┌──

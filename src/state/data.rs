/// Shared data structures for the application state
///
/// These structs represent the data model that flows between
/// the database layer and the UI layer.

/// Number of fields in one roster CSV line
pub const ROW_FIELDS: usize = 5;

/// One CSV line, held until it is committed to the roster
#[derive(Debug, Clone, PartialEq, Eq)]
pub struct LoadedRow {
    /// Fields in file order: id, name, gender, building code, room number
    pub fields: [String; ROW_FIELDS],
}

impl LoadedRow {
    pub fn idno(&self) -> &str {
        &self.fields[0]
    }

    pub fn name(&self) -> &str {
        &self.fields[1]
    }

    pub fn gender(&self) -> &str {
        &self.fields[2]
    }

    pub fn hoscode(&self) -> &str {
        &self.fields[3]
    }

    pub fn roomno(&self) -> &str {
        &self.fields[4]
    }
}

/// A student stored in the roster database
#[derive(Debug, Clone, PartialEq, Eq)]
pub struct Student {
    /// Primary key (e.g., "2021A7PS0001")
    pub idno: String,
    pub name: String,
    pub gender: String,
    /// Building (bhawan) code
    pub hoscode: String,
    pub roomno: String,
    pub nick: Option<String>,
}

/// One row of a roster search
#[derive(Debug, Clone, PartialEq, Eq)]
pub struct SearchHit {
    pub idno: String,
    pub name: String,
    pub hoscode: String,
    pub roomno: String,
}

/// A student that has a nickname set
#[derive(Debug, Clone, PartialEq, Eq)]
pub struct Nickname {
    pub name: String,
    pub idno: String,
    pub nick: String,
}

└──
┌──

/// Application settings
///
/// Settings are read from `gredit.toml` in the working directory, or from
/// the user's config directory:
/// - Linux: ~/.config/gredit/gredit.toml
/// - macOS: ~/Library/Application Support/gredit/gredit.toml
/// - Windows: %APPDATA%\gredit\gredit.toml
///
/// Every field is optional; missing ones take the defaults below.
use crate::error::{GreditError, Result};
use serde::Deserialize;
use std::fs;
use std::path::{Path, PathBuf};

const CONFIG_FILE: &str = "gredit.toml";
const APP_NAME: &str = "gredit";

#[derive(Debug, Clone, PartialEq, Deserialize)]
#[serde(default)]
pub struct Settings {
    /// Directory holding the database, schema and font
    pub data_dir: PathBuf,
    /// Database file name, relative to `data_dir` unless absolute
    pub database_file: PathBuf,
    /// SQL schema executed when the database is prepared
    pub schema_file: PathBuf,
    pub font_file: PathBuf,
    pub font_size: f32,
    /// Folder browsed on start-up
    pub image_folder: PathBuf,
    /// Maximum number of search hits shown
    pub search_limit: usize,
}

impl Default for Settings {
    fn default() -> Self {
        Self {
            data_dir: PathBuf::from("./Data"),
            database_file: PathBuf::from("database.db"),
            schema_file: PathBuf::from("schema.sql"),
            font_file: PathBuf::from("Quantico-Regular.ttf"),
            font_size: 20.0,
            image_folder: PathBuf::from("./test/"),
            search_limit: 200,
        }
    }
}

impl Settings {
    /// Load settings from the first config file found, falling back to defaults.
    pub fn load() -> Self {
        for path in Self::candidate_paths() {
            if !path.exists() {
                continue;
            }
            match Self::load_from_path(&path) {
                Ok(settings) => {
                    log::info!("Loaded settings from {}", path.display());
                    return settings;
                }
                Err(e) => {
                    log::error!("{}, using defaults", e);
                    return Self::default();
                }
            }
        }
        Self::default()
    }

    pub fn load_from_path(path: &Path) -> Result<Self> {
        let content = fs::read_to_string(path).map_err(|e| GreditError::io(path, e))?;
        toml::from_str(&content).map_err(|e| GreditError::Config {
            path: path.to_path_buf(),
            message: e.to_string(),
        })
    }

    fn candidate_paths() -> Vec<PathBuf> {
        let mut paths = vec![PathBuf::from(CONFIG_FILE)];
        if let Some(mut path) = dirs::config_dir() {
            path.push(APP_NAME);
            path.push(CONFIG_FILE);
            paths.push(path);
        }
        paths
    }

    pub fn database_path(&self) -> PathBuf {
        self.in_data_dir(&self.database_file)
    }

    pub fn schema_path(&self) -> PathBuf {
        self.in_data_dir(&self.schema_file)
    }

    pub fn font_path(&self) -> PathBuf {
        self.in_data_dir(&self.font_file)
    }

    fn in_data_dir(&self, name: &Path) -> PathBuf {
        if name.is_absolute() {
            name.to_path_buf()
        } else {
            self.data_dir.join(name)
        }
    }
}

└──
┌──

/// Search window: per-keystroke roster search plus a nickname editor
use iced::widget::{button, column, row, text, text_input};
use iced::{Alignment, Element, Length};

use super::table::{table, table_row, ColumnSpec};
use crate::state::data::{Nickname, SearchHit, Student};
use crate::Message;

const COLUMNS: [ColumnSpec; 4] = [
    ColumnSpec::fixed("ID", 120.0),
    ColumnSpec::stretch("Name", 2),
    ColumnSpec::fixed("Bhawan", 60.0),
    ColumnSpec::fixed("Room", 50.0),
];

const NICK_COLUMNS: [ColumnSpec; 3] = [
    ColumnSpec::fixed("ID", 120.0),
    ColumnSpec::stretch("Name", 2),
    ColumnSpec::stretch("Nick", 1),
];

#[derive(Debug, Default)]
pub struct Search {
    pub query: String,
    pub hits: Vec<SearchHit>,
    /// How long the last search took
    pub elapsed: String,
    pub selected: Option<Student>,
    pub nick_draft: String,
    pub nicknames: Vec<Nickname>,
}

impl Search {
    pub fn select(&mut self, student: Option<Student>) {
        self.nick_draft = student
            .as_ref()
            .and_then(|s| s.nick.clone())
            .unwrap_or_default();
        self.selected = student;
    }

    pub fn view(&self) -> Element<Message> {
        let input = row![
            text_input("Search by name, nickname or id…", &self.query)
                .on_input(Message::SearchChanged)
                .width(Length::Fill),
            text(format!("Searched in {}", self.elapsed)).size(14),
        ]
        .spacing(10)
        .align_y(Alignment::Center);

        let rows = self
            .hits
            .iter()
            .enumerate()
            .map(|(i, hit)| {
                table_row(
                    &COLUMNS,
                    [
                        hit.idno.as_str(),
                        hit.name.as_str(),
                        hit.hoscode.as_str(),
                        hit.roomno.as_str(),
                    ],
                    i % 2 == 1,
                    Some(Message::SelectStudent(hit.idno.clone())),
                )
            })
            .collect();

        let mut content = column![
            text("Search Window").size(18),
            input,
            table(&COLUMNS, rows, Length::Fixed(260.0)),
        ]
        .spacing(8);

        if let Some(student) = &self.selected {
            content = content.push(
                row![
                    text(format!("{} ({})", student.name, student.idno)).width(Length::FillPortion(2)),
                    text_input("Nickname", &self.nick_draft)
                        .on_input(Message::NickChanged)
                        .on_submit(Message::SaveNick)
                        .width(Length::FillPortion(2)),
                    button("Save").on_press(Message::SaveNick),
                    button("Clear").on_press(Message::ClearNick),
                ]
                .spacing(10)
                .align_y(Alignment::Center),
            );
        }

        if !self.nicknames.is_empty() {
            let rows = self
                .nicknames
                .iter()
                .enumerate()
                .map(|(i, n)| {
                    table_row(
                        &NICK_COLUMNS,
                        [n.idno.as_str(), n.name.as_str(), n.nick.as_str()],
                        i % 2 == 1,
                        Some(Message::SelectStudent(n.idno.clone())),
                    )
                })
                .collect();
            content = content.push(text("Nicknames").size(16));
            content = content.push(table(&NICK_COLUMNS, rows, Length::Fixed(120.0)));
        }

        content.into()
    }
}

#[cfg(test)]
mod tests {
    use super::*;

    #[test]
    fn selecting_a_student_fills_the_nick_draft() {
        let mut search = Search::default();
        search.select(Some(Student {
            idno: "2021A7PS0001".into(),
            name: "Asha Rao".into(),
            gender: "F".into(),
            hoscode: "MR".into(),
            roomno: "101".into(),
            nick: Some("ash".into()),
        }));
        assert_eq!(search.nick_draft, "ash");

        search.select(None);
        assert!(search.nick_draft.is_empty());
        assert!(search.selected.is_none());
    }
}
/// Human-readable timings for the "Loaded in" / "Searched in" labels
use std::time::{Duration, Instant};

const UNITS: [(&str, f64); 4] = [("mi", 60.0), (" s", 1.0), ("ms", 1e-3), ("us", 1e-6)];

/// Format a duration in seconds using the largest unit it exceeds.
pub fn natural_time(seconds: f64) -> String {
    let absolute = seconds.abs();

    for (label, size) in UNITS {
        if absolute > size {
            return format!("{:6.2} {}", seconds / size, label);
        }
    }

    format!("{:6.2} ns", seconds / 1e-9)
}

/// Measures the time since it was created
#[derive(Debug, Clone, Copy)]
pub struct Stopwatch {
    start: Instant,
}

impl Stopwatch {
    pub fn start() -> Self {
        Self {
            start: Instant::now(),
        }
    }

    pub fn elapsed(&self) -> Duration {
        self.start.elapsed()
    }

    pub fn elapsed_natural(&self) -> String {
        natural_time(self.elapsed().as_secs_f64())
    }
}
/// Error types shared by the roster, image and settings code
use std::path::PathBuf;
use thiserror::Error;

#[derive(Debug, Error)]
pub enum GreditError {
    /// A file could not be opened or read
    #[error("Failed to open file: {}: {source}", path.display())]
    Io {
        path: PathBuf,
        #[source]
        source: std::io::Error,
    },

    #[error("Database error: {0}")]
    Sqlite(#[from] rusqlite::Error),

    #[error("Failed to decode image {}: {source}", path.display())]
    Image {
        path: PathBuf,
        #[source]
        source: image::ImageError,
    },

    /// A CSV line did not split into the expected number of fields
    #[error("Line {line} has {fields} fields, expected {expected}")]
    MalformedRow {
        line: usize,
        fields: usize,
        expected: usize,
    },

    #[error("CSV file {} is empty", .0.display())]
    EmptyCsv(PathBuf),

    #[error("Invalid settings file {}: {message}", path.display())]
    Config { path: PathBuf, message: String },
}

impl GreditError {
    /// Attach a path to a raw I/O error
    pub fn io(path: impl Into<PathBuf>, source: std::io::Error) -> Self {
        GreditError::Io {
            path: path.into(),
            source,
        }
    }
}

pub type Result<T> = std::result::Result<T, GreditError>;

└──

Would you please copy, word for word, everything above from the line containing "pub fn elapsed_natural(&self)" down to the line containing "#[derive(Debug, Error)]", those two lines included?

    pub fn elapsed_natural(&self) -> String {
        natural_time(self.elapsed().as_secs_f64())
    }
}
/// Error types shared by the roster, image and settings code
use std::path::PathBuf;
use thiserror::Error;

#[derive(Debug, Error)]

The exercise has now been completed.